With their season on the line, the Bruins needed their big boys to step up and make a difference for a change. Mission accomplished.
The B’s got goals from Charlie Coyle, Brad Marchand, David Pastnak and Taylor Hall and Jeremy Swayman earned his first career playoff win to lift the B’s over the Carolina Hurricanes to a 4-2 victory in Game 3 at the Garden.
The Canes still hold a 2-1 series lead, but the Bruins demonstrated that they do indeed have a pulse in their first win over the Carolina in their sixth try this season. Game 4 is Sunday at the Garden at 12:30 p.m.
Much of the first period went according to script they played out in the first two games. The B’s got the not only the first, but second power-play, only to come up with nothing.
And then, of course, the Canes took the first lead on what looked like a nothing play. Brandon Carlo first played the puck near the Boston blue line to Erik Haula, who could not move it in the right direction. Carlo retrieved it in the right corner and he tried play it up to Jake DeBrusk. It eluded him and went right to Brendan Smith at the left point. As Carlo battled with Vincent Trocheck in front, Smith flipped a shot to the net. After it hit Trocheck’s skate, he was able to corral the ricochet and swipe it past Jeremy Swayman at 9:17 for what has become the traditional Carolina 1-0 lead.
When Haula was called for tripping Jesper Fast at 16:07, the sense of dread at the Garden was palpable.
But then, out of nowhere, the B’s made something good happen. On the kill, DeBrusk broke out on a 2-on-1 with Charlie Coyle and fed the centerman for his first goal of the series, a shorthanded tally at 17:16. The Garden erupted.
While the building was buzzing, it looked like Brad Marchand might have a chance to break though the neutral zone with a decent break, but he chopped Tony DeAngelo’s stick out of his hands and was called for slashing with 34 seconds left in the period.
The B’s were able to kill that off to start the second and then, at 5:41, Marchand gave the B’s their first lead in six games this season against the Canes. Marchand won a puck along the right boards and got it to Patrice Bergeron in the slot for a snap shot that was blocked into the air. When it came down, Marchand pounced on it. He fanned once but maintained control and beat Kochetkov for his first of the playoffs.
But if the B’s thought playing with a lead against Carolina was going to be easy, they were mistaken. The Canes hemmed the B’s in their zone until Connor Clifton took a crosscheck penalty.
The B’s killed that off, but in the immediate aftermath the Canes threw everything at Swayman but he – and his teammates – somehow kept the puck out.

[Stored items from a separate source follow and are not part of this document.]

//! Difficulty profiles.

use serde::{Deserialize, Serialize};
use std::fmt;
use std::str::FromStr;

#[derive(Debug, Clone, Copy, PartialEq, Eq, Hash, Serialize, Deserialize)]
#[serde(rename_all = "lowercase")]
pub enum Difficulty {
    Easy,
    Medium,
    Hard,
}

impl Difficulty {
    /// Menu order.
    pub const ALL: [Difficulty; 3] = [Difficulty::Easy, Difficulty::Medium, Difficulty::Hard];

    pub fn label(&self) -> &'static str {
        match self {
            Difficulty::Easy => "Easy",
            Difficulty::Medium => "Medium",
            Difficulty::Hard => "Hard",
        }
    }
}

impl fmt::Display for Difficulty {
    fn fmt(&self, f: &mut fmt::Formatter<'_>) -> fmt::Result {
        f.write_str(self.label())
    }
}

impl FromStr for Difficulty {
    type Err = String;

    fn from_str(s: &str) -> Result<Self, Self::Err> {
        match s.trim().to_lowercase().as_str() {
            "easy" => Ok(Difficulty::Easy),
            "medium" => Ok(Difficulty::Medium),
            "hard" => Ok(Difficulty::Hard),
            other => Err(format!("unknown difficulty '{other}' (expected easy, medium or hard)")),
        }
    }
}

/// How much help a failed or stalled attempt surfaces.
#[derive(Debug, Clone, Copy, PartialEq, Eq, Serialize, Deserialize)]
#[serde(rename_all = "lowercase")]
pub enum HintVerbosity {
    Full,
    Brief,
    Silent,
}

/// Parameters applied uniformly to every challenge of a session.
#[derive(Debug, Clone, Copy, PartialEq, Serialize, Deserialize)]
pub struct DifficultyProfile {
    pub timeout_multiplier: f32,
    pub retry_budget: u8,
    pub hint_verbosity: HintVerbosity,
}

/// The three fixed profiles.
#[derive(Debug, Clone, Serialize, Deserialize)]
#[serde(default)]
pub struct DifficultyTable {
    pub easy: DifficultyProfile,
    pub medium: DifficultyProfile,
    pub hard: DifficultyProfile,
}

impl Default for DifficultyTable {
    fn default() -> Self {
        Self {
            easy: DifficultyProfile {
                timeout_multiplier: 1.5,
                retry_budget: 2,
                hint_verbosity: HintVerbosity::Full,
            },
            medium: DifficultyProfile {
                timeout_multiplier: 1.0,
                retry_budget: 1,
                hint_verbosity: HintVerbosity::Brief,
            },
            hard: DifficultyProfile {
                timeout_multiplier: 0.5,
                retry_budget: 1,
                hint_verbosity: HintVerbosity::Silent,
            },
        }
    }
}

impl DifficultyTable {
    pub fn profile(&self, difficulty: Difficulty) -> DifficultyProfile {
        match difficulty {
            Difficulty::Easy => self.easy,
            Difficulty::Medium => self.medium,
            Difficulty::Hard => self.hard,
        }
    }
}

#[cfg(test)]
mod tests {
    use super::*;

    #[test]
    fn test_parse_difficulty() {
        assert_eq!("Hard".parse::<Difficulty>(), Ok(Difficulty::Hard));
        assert_eq!(" easy ".parse::<Difficulty>(), Ok(Difficulty::Easy));
        assert!("nightmare".parse::<Difficulty>().is_err());
    }

    #[test]
    fn test_default_profiles() {
        let table = DifficultyTable::default();
        assert_eq!(table.profile(Difficulty::Easy).retry_budget, 2);
        assert_eq!(table.profile(Difficulty::Hard).timeout_multiplier, 0.5);
        assert_eq!(
            table.profile(Difficulty::Medium).hint_verbosity,
            HintVerbosity::Brief
        );
    }
}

The B’s then got a great chance to extend the lead and they capitalized. After Curtis Lazar drew his second penalty of the game, Trocheck tripped Marchand to give them a lengthy 5-on-3. The B’s didn’t score on the two-man advantage, but with seconds winding down on Trocheck’s penalty, David Pastrnak managed to slip a wrist shot past Brett Pesce to beat Kochetkov short-side at 14:53.
In the immediate bedlam after the goal, a scary situation occurred. A pane of heavy Plexiglass behind the penalty box fell down on off-ice official Joe Foley. He was down for several minutes as medical personnel rushed to his aid and a hush fell over the crowd. Foley was eventually taken out of the playing areas on a stretcher and there was no immediate word on his condition.
The incident was reminiscent of another playoff mishap involving the glass. After a Bruin playoff win in 2012, a pane came unfastened and hit David Krejci on the head.
When play resumed, the B’s had to kill another penalty, a strange roughing penalty on Clifton against Brendan Smith that appeared to be pretty clean. But Smith was bloodied and the officials called it a major before reviewing and dropping it to a minor.
But they killed it off, and early in the third perid, Tomas Nosek drew another penalty on Trocheck. On the advantage, a pretty Pastrnak-to-Taylor Hall pass gave the B’s a three-goal lead at 4:08.
The B’s looked like the were going to smother the Canes for the rest of the way, but Swayman coughed up a bad goal with 8:30 left in the third. Clifton and Coyle could not clear the puck along the left boards and it was stopped by Jaccob Slavin, who snapped a long distance shot that somehow beat Swayman over the glove shoulder. Jordan Staal was there for the tip but he did not get it.